### Problem requirements
Reproduce the top of the data verbatim, through and including the line that contains "pub const FALLBACK_CONFIDENCE: f64 = 0.7;".

━━━ Information

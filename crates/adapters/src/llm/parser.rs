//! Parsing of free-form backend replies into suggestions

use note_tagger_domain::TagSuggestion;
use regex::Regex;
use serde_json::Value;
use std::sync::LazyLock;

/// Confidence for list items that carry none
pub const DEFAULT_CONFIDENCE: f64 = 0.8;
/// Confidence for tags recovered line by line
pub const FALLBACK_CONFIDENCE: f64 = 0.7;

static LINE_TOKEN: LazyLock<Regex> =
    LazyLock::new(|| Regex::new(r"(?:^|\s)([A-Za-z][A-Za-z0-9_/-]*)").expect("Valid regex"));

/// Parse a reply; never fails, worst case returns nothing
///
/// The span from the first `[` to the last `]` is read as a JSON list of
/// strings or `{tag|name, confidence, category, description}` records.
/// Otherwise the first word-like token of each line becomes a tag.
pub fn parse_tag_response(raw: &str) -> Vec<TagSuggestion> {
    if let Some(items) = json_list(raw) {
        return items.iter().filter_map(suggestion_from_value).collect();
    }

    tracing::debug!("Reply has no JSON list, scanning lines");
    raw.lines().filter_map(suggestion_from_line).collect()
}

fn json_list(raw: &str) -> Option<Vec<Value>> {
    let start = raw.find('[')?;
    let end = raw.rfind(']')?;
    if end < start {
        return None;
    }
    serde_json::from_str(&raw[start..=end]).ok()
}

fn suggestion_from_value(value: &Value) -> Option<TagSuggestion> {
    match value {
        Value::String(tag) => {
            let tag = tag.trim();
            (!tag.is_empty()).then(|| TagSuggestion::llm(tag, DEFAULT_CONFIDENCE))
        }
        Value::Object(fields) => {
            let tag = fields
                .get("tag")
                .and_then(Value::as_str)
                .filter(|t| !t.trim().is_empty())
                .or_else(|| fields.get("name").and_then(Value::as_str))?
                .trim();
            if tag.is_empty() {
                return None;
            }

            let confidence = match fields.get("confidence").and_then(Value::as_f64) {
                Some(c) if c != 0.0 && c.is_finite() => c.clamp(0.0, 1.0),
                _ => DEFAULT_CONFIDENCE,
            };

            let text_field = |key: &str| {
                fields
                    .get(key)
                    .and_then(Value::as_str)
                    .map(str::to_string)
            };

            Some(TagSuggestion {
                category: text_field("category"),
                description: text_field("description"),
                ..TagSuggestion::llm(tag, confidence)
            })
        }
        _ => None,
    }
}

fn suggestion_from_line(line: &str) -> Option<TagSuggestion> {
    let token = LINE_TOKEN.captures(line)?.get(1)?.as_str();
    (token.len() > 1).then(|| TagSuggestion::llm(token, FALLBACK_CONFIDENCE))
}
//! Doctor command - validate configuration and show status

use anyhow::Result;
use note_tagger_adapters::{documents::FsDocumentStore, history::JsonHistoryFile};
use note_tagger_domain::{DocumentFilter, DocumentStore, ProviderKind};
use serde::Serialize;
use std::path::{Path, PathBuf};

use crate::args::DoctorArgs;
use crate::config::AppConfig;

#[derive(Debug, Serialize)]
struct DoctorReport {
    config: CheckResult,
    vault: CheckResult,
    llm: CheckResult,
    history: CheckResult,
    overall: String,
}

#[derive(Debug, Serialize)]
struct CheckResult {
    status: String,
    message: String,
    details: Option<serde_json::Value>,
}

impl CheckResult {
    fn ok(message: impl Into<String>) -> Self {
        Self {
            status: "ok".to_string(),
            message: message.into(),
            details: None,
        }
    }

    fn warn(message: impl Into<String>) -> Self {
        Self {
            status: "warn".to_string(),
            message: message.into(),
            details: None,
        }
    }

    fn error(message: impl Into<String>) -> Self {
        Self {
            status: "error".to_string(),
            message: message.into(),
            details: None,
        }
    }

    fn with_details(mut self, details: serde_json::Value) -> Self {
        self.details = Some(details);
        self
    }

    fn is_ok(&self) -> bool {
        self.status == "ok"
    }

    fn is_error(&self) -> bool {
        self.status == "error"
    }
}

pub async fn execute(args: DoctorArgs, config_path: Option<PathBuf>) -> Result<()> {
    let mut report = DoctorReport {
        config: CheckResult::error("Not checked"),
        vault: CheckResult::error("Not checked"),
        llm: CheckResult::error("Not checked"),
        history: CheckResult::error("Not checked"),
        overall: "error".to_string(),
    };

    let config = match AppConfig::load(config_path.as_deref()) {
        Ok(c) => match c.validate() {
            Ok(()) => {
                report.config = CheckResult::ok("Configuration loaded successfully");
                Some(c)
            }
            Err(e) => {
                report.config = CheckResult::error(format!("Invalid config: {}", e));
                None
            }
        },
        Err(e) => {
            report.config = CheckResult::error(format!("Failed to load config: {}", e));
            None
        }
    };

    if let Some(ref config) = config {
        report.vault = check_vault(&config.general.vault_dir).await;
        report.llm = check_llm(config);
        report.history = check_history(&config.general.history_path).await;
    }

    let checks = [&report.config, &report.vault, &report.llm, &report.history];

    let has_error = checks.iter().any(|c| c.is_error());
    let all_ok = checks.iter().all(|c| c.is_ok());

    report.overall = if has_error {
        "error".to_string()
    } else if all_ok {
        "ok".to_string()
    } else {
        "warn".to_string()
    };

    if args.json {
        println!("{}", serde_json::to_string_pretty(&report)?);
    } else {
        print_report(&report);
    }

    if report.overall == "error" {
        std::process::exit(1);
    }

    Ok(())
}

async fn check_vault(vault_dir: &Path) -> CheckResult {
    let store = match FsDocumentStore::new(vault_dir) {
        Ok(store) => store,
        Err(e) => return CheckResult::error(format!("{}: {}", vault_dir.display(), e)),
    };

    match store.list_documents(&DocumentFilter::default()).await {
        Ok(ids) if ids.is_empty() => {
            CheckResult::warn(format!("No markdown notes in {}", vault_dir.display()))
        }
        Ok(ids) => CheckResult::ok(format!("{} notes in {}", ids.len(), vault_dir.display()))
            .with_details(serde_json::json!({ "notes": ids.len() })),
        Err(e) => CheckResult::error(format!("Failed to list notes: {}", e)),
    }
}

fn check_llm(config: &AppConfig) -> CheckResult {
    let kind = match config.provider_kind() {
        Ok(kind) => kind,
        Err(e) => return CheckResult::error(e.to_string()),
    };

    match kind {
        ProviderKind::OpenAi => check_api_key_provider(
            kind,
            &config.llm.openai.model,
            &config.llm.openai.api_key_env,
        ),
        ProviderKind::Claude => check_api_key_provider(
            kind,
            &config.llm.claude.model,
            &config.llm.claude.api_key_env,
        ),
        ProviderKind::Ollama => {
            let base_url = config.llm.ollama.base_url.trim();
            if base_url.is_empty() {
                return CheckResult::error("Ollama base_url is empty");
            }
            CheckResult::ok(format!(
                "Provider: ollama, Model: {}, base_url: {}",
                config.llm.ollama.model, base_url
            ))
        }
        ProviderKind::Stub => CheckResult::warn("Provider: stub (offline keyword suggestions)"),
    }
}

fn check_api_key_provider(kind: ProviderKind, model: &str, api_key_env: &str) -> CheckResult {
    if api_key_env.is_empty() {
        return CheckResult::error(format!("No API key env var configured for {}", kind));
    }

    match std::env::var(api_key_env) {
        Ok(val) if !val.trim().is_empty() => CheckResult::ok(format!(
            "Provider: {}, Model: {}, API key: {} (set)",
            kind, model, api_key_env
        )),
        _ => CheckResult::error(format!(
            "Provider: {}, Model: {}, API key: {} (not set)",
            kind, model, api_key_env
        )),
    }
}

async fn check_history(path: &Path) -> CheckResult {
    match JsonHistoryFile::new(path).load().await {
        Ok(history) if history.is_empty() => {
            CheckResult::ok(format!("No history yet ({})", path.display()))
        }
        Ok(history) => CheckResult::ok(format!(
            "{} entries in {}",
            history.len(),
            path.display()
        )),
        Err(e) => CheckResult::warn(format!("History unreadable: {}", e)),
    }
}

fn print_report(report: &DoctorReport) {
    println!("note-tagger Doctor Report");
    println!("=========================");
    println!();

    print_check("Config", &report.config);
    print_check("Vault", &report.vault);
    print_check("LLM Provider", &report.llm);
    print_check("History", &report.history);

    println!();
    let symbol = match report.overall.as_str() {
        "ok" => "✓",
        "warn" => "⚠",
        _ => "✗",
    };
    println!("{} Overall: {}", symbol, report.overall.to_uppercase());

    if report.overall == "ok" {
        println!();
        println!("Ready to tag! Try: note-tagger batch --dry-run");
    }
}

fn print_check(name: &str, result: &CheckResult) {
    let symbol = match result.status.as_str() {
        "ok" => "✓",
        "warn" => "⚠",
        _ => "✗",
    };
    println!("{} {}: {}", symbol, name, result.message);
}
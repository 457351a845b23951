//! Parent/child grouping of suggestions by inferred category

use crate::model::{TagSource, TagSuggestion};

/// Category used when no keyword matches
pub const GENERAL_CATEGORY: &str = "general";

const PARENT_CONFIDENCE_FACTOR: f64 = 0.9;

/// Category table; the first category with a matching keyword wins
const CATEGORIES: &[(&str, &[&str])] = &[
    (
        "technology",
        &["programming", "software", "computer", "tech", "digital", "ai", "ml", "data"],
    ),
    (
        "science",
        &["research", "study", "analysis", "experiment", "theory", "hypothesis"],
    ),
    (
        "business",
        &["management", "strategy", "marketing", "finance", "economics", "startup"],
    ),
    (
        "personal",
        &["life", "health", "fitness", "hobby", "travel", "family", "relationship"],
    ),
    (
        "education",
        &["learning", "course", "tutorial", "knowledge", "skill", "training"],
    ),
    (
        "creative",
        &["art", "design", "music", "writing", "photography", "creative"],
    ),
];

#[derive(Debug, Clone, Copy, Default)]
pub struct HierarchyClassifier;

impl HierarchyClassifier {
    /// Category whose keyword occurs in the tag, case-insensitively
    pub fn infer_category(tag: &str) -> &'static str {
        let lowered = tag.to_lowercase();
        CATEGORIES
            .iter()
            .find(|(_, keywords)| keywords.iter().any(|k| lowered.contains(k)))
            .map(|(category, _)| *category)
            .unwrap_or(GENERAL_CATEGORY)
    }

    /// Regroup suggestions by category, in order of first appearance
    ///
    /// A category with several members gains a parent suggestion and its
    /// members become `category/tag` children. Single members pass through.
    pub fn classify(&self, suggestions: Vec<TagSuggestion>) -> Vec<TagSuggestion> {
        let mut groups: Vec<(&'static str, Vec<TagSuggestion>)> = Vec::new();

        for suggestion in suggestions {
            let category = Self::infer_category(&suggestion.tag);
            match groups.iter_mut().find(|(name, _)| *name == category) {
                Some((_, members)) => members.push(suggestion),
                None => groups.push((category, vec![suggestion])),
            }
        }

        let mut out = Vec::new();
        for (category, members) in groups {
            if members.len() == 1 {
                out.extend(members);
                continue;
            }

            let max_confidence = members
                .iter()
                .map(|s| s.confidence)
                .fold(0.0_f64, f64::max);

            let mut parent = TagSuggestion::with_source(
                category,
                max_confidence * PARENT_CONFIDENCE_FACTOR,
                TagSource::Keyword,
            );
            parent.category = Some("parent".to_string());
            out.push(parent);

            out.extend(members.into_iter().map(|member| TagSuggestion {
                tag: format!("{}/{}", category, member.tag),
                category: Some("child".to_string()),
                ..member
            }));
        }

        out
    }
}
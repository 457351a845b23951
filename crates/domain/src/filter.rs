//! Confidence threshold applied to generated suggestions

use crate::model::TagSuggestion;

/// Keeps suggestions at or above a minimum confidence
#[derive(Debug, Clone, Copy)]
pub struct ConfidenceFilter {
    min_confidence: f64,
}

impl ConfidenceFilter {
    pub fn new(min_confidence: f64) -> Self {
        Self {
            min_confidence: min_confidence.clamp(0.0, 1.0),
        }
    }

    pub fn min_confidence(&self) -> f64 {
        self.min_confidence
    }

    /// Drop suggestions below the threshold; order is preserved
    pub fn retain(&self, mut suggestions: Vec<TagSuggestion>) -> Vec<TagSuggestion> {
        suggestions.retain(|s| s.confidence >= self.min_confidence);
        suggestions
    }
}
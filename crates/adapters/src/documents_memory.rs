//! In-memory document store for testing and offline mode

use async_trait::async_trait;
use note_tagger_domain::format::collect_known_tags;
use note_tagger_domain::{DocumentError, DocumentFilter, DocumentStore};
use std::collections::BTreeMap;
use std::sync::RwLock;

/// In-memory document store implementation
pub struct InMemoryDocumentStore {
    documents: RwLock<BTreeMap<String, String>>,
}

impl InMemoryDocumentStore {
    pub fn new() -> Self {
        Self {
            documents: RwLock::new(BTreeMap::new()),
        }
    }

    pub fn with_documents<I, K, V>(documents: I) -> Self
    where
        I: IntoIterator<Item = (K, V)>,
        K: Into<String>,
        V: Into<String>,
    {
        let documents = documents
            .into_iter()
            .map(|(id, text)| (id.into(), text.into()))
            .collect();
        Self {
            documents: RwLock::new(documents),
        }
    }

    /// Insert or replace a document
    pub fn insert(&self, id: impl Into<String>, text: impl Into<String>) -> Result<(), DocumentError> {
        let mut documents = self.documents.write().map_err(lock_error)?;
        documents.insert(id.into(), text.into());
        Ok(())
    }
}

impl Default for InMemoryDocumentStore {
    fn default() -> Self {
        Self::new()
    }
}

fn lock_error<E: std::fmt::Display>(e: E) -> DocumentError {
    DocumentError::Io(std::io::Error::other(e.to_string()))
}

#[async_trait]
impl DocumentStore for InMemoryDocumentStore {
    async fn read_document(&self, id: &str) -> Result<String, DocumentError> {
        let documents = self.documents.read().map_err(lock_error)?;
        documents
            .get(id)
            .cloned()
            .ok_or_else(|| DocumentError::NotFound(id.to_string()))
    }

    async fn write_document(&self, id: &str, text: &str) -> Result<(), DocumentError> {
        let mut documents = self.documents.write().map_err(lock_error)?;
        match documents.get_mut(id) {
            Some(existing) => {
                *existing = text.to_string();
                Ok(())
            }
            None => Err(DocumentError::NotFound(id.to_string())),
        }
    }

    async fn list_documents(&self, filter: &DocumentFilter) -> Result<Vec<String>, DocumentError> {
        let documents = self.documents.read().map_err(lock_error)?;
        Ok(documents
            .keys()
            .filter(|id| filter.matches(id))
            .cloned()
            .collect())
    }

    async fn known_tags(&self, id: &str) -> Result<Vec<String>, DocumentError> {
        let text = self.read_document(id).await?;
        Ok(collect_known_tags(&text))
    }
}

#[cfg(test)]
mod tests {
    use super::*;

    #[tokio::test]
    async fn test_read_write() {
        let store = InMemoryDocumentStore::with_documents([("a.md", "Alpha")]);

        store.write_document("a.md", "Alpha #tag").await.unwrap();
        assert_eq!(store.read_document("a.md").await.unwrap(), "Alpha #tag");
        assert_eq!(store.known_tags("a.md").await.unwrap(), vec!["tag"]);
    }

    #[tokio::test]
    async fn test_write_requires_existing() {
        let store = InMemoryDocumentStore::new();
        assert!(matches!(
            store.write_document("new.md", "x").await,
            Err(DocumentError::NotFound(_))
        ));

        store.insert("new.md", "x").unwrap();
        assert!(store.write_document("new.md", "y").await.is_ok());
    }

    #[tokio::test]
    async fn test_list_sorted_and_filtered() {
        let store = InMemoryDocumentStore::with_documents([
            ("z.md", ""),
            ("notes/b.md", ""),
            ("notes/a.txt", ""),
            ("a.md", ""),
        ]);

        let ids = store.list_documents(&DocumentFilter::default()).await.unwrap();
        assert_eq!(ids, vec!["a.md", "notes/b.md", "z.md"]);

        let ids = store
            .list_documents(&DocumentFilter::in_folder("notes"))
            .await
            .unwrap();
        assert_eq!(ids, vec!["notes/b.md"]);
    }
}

━━━━━━

### Answer to this exercise
filename crates/adapters/src/llm/parser.rs
//! Parsing of free-form backend replies into suggestions

use note_tagger_domain::TagSuggestion;
use regex::Regex;
use serde_json::Value;
use std::sync::LazyLock;

/// Confidence for list items that carry none
pub const DEFAULT_CONFIDENCE: f64 = 0.8;
/// Confidence for tags recovered line by line
pub const FALLBACK_CONFIDENCE: f64 = 0.7;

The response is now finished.